I assume that you know how to use Microsoft's MMC shares console. Basically, you can perform the following tasks on vSAN file system SMB shares using the MMC tool:

  • Manage access control lists (ACLs) and permissions
  • Close open files
  • View active sessions
  • View open files
  • Close client connections

Where to create the vSAN share? ^

You can create SMB or NFS shares very easily in vSAN 7 U1. Simply connect via the vSphere client, and select vSAN Cluster > Configure > vSAN > File Shares. Then click the ADD button.

Add new shares to vSAN file services

Add new shares to vSAN file services

A new wizard-driven window will open. There are three sections that need to be completed:

  1. Name of the share—You'll need to provide the name of the share and choose the relevant protocol.
  2. Protocol—Choose between NFS and SMB.
  3. Storage Policy—There is also a storage policy you can choose if the default is not what you want.

Other than that, there is a storage space quota to limit the size of the shares and protocol encryption that, when enabled, ensures traffic to a share is encrypted.

vSAN share configuration options

vSAN share configuration options

A summary of the configuration is presented for review. We did not pick any storage space quotas for our example, but as you can see, these options are available.

vSAN share review options

vSAN share review options

After a couple of seconds, the new share will appear in the web client. You can see the type, protocol, storage policy, usage/quota (if any), and the actual usage in Kb.

vSAN share created

vSAN share created

How do we manage the share? ^

Now we're getting to the core of the system, and your question is certainly, "How do I manage it?" Let's have a look.

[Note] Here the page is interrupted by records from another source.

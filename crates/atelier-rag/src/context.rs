//! Rendering of ranked chunks into a bounded prompt context block.

use crate::types::DocumentChunk;

/// Returned verbatim for an empty result set so the model can say "not found"
/// instead of hallucinating.
pub const EMPTY_CONTEXT: &str = "Nessuna informazione rilevante trovata nel database.";

/// Appended when the assembled context exceeds the length bound.
pub const TRUNCATION_MARKER: &str = "\n\n[...context truncated...]";

const SECTION_RULE: &str = "--------------------------------------------------------------------------------";
const HEADER_RULE: &str = "================================================================================";

pub struct ContextFormatter {
    database_label: String,
}

impl Default for ContextFormatter {
    fn default() -> Self {
        Self {
            database_label: "ATELIER DESIGNERS".into(),
        }
    }
}

impl ContextFormatter {
    pub fn new(database_label: impl Into<String>) -> Self {
        Self {
            database_label: database_label.into(),
        }
    }

    /// Render one "[DOCUMENTO N]" section per chunk under a count header.
    ///
    /// Metadata lines appear in a fixed order and only when present. When the
    /// assembled text exceeds `max_length` it is cut at the last complete
    /// document boundary that fits, or mid-document when even the first
    /// section is too long, and the truncation marker is appended. The result
    /// never exceeds `max_length` plus the marker length.
    pub fn format(
        &self,
        chunks: &[DocumentChunk],
        include_metadata: bool,
        max_length: Option<usize>,
    ) -> String {
        if chunks.is_empty() {
            return EMPTY_CONTEXT.to_string();
        }

        let mut sections: Vec<String> = Vec::with_capacity(chunks.len());
        for (i, chunk) in chunks.iter().enumerate() {
            let mut section = format!("[DOCUMENTO {}]", i + 1);

            if include_metadata {
                let m = &chunk.metadata;
                push_line(&mut section, "Titolo", m.heading.as_deref());
                push_line(&mut section, "Tipo", m.document_type.as_deref());
                push_line(&mut section, "Categoria", m.category.as_deref());
                push_line(&mut section, "Sottocategoria", m.subcategory.as_deref());
                push_line(&mut section, "Cliente", m.client.as_deref());
                push_line(&mut section, "Brand", m.brand.as_deref());
                push_line(&mut section, "Tipologia", m.client_type.as_deref());
                // URL must come through verbatim so the model never invents links.
                push_line(&mut section, "URL", m.url.as_deref());
                if let Some(priority) = m.priority {
                    section.push_str(&format!("\nPriority: {}", priority));
                }
                if let Some(featured) = m.featured {
                    section.push_str(&format!(
                        "\nFeatured: {}",
                        if featured { "Sì" } else { "No" }
                    ));
                }
                push_line(&mut section, "Visibility", m.visibility.as_deref());
                push_line(&mut section, "Scale", m.project_scale.as_deref());
                push_line(&mut section, "Tags", m.tags.as_deref());
                if let Some(similarity) = chunk.similarity {
                    if similarity > 0.0 {
                        section.push_str(&format!("\nRilevanza: {:.2}%", similarity * 100.0));
                    }
                }
            }

            section.push_str(&format!("\n\nContenuto:\n{}\n", chunk.content));
            section.push('\n');
            section.push_str(SECTION_RULE);
            sections.push(section);
        }

        let header = format!(
            "INFORMAZIONI RILEVANTI DAL DATABASE {}:\n(Trovati {} documenti rilevanti)\n{}\n\n",
            self.database_label,
            chunks.len(),
            HEADER_RULE
        );
        let mut context = header + &sections.join("\n\n");

        if let Some(max) = max_length {
            if context.len() > max {
                tracing::warn!(
                    assembled = context.len(),
                    max,
                    "context truncated"
                );
                context = truncate_at_boundary(&context, max);
                context.push_str(TRUNCATION_MARKER);
            }
        }

        tracing::debug!(documents = chunks.len(), chars = context.len(), "context formatted");
        context
    }
}

fn push_line(section: &mut String, label: &str, value: Option<&str>) {
    if let Some(value) = value {
        section.push_str(&format!("\n{}: {}", label, value));
    }
}

/// Cut after the last complete document section that fits within `max`
/// bytes; fall back to a raw cut (on a char boundary) when not even one
/// section fits.
fn truncate_at_boundary(context: &str, max: usize) -> String {
    let mut cut = max.min(context.len());
    while cut > 0 && !context.is_char_boundary(cut) {
        cut -= 1;
    }
    let head = &context[..cut];
    match head.rfind(SECTION_RULE) {
        Some(pos) => context[..pos + SECTION_RULE.len()].to_string(),
        None => head.to_string(),
    }
}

When you refresh the page, you'll see that new links have appeared. It is now possible to click Delete, Edit, Copy Path, or Copy MMC Command. It is the last one that is needed for our demonstration.

Click Copy MMC Command

Click Copy MMC Command

The command is copied to the clipboard. Log in to a Windows computer that is located in the same AD domain as the user configured in the vSAN file service. Open a CMD window as administrator (or PowerShell window as admin) and paste the command inside. In my case:

Then you can use the MMC to configure share permissions, view the number of client connections, and so on. The share name is appended with "$," so you must enter the exact path as it's invisible via the network browser.

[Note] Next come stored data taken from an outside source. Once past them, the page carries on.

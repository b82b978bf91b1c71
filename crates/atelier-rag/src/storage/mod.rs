//! Document store boundary.
//!
//! The backing vector store is an external collaborator; the pipeline only
//! depends on this trait. `MemoryDocumentStore` is the in-process
//! implementation used by tests and by embedders that ship a small corpus.

use async_trait::async_trait;
use parking_lot::RwLock;

use crate::error::Result;
use crate::types::{DocumentChunk, DocumentMetadata, MetadataFilter};

/// Metadata fields that entity search probes, in lookup order.
#[derive(Debug, Clone, Copy, PartialEq, Eq)]
pub enum TextField {
    Heading,
    Client,
    Brand,
    Tags,
}

impl TextField {
    pub fn as_str(&self) -> &'static str {
        match self {
            TextField::Heading => "heading",
            TextField::Client => "client",
            TextField::Brand => "brand",
            TextField::Tags => "tags",
        }
    }
}

/// A raw row as returned by the store. Carries the stored embedding when the
/// store does not rank natively, or a similarity score when it does.
#[derive(Debug, Clone)]
pub struct StoredChunk {
    pub id: i64,
    pub content: String,
    pub metadata: DocumentMetadata,
    pub embedding: Option<Vec<f32>>,
    pub similarity: Option<f32>,
}

impl StoredChunk {
    pub fn into_chunk(self, similarity: Option<f32>) -> DocumentChunk {
        DocumentChunk {
            id: self.id,
            content: self.content,
            metadata: self.metadata,
            similarity,
        }
    }
}

#[async_trait]
pub trait DocumentStore: Send + Sync {
    /// Fetch up to `limit` rows matching `filter`. When `query_vector` is
    /// given and the store ranks natively, rows come back ordered by
    /// similarity with scores set; otherwise rows are unranked and carry
    /// their raw embeddings for client-side scoring.
    async fn query(
        &self,
        filter: Option<&MetadataFilter>,
        limit: usize,
        query_vector: Option<&[f32]>,
    ) -> Result<Vec<StoredChunk>>;

    /// Case-insensitive substring match against a single metadata field.
    async fn find_text(
        &self,
        field: TextField,
        needle: &str,
        limit: usize,
    ) -> Result<Vec<StoredChunk>>;

    /// Whether `query` returns similarity-ranked rows for vector queries.
    /// Stores that answer false are oversampled and scored client-side.
    fn ranks_natively(&self) -> bool;
}

/// In-memory store over a pre-chunked corpus.
#[derive(Default)]
pub struct MemoryDocumentStore {
    rows: RwLock<Vec<StoredChunk>>,
}

impl MemoryDocumentStore {
    pub fn new() -> Self {
        Self::default()
    }

    pub fn insert(&self, id: i64, content: impl Into<String>, metadata: DocumentMetadata, embedding: Option<Vec<f32>>) {
        self.rows.write().push(StoredChunk {
            id,
            content: content.into(),
            metadata,
            embedding,
            similarity: None,
        });
    }

    pub fn len(&self) -> usize {
        self.rows.read().len()
    }

    pub fn is_empty(&self) -> bool {
        self.rows.read().is_empty()
    }
}

#[async_trait]
impl DocumentStore for MemoryDocumentStore {
    async fn query(
        &self,
        filter: Option<&MetadataFilter>,
        limit: usize,
        _query_vector: Option<&[f32]>,
    ) -> Result<Vec<StoredChunk>> {
        let rows = self.rows.read();
        Ok(rows
            .iter()
            .filter(|row| filter.map_or(true, |f| f.matches(&row.metadata)))
            .take(limit)
            .cloned()
            .collect())
    }

    async fn find_text(
        &self,
        field: TextField,
        needle: &str,
        limit: usize,
    ) -> Result<Vec<StoredChunk>> {
        let needle_lower = needle.to_lowercase();
        let rows = self.rows.read();
        Ok(rows
            .iter()
            .filter(|row| {
                let value = match field {
                    TextField::Heading => row.metadata.heading.as_deref(),
                    TextField::Client => row.metadata.client.as_deref(),
                    TextField::Brand => row.metadata.brand.as_deref(),
                    TextField::Tags => row.metadata.tags.as_deref(),
                };
                value.map_or(false, |v| v.to_lowercase().contains(&needle_lower))
            })
            .take(limit)
            .cloned()
            .collect())
    }

    fn ranks_natively(&self) -> bool {
        false
    }
}

#[cfg(test)]
mod tests {
    use super::*;

    fn metadata(heading: &str, category: &str) -> DocumentMetadata {
        DocumentMetadata {
            heading: Some(heading.into()),
            category: Some(category.into()),
            ..Default::default()
        }
    }

    #[tokio::test]
    async fn query_applies_filter_and_limit() {
        let store = MemoryDocumentStore::new();
        store.insert(1, "a", metadata("Uno", "portfolio"), None);
        store.insert(2, "b", metadata("Due", "servizi"), None);
        store.insert(3, "c", metadata("Tre", "portfolio"), None);

        let filter = MetadataFilter {
            category: Some("portfolio".into()),
            ..Default::default()
        };
        let rows = store.query(Some(&filter), 10, None).await.unwrap();
        assert_eq!(rows.len(), 2);

        let rows = store.query(None, 2, None).await.unwrap();
        assert_eq!(rows.len(), 2);
    }

    #[tokio::test]
    async fn find_text_is_case_insensitive_substring() {
        let store = MemoryDocumentStore::new();
        store.insert(1, "a", metadata("Campana di Ferro", "portfolio"), None);
        store.insert(2, "b", metadata("Casa Bianca", "portfolio"), None);

        let rows = store
            .find_text(TextField::Heading, "campana", 10)
            .await
            .unwrap();
        assert_eq!(rows.len(), 1);
        assert_eq!(rows[0].id, 1);

        let rows = store.find_text(TextField::Client, "campana", 10).await.unwrap();
        assert!(rows.is_empty());
    }
}
//! Query embedding boundary.

use async_trait::async_trait;
use reqwest::Client;
use serde::Deserialize;
use serde_json::json;

use crate::error::{with_retries, Error, Result};

const DEFAULT_ENDPOINT: &str = "https://api.openai.com/v1/embeddings";
const DEFAULT_MODEL: &str = "text-embedding-3-small";
const DEFAULT_DIMENSION: usize = 1536;
const MAX_ATTEMPTS: u32 = 3;

#[async_trait]
pub trait EmbeddingProvider: Send + Sync {
    async fn embed(&self, text: &str) -> Result<Vec<f32>>;

    /// Dimensionality of every vector this provider returns.
    fn dimension(&self) -> usize;
}

pub struct OpenAiEmbeddings {
    client: Client,
    endpoint: String,
    api_key: String,
    model: String,
    dimension: usize,
}

#[derive(Deserialize)]
struct EmbeddingResponse {
    data: Vec<EmbeddingRow>,
}

#[derive(Deserialize)]
struct EmbeddingRow {
    embedding: Vec<f32>,
}

impl OpenAiEmbeddings {
    pub fn new(api_key: impl Into<String>) -> Result<Self> {
        let client = Client::builder()
            .connect_timeout(std::time::Duration::from_secs(15))
            .timeout(std::time::Duration::from_secs(60))
            .build()?;
        Ok(Self {
            client,
            endpoint: DEFAULT_ENDPOINT.to_string(),
            api_key: api_key.into(),
            model: DEFAULT_MODEL.to_string(),
            dimension: DEFAULT_DIMENSION,
        })
    }

    pub fn with_model(mut self, model: impl Into<String>, dimension: usize) -> Self {
        self.model = model.into();
        self.dimension = dimension;
        self
    }

    pub fn with_endpoint(mut self, endpoint: impl Into<String>) -> Self {
        self.endpoint = endpoint.into();
        self
    }
}

#[async_trait]
impl EmbeddingProvider for OpenAiEmbeddings {
    async fn embed(&self, text: &str) -> Result<Vec<f32>> {
        let body = json!({
            "model": self.model,
            "input": text,
        });

        let vector = with_retries(MAX_ATTEMPTS, "embedding", || async {
            let response = self
                .client
                .post(&self.endpoint)
                .header("Authorization", format!("Bearer {}", self.api_key))
                .json(&body)
                .send()
                .await?;

            let status = response.status();
            if !status.is_success() {
                let detail = response.text().await.unwrap_or_default();
                return Err(Error::from_status(status, &detail));
            }

            let parsed: EmbeddingResponse = response.json().await.map_err(|e| {
                Error::ProviderFatal {
                    message: format!("malformed embedding response: {}", e),
                }
            })?;
            parsed
                .data
                .into_iter()
                .next()
                .map(|row| row.embedding)
                .ok_or_else(|| Error::ProviderFatal {
                    message: "embedding response has no data".into(),
                })
        })
        .await?;

        if vector.len() != self.dimension {
            return Err(Error::DimensionMismatch {
                expected: self.dimension,
                got: vector.len(),
            });
        }
        Ok(vector)
    }

    fn dimension(&self) -> usize {
        self.dimension
    }
}

#[cfg(test)]
mod tests {
    use super::*;

    #[test]
    fn embedding_response_parses() {
        let data = r#"{"data":[{"embedding":[0.1,0.2,0.3],"index":0}],"model":"text-embedding-3-small"}"#;
        let parsed: EmbeddingResponse = serde_json::from_str(data).unwrap();
        assert_eq!(parsed.data[0].embedding, vec![0.1, 0.2, 0.3]);
    }

    #[test]
    fn default_provider_is_1536_dimensional() {
        let provider = OpenAiEmbeddings::new("k").unwrap();
        assert_eq!(provider.dimension(), 1536);
        let provider = provider.with_model("text-embedding-3-large", 3072);
        assert_eq!(provider.dimension(), 3072);
    }
}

It is the default standard Windows snap-in for managing shares that everyone knows. VMware did not provide their own tool here, but rather integrated pretty intelligently with the existing Microsoft tool.

This command opens the MMC console with the vSAN 7 shares

This command opens the MMC console with the vSAN 7 shares

Final words ^

For several years now, these two big companies, VMware and Microsoft, have stopped competing and have begun working together to create better products and provide better services. The vSAN file services integration is one of them.

In the cloud business, VMware has vSphere on AWS. There is the Google Cloud VMware engine, but VMware also works closely with Microsoft to offer the Azure VMware solution, which is a Microsoft service, verified by VMware, that runs on the Azure infrastructure.

At the end of the day, it does not really matter where your workloads are running, but which hypervisor your company is currently using and whether your IT admin team is mastering that technology. It's not easy to switch from one to the other when you have invested a lot of time and money into learning virtualization technologies.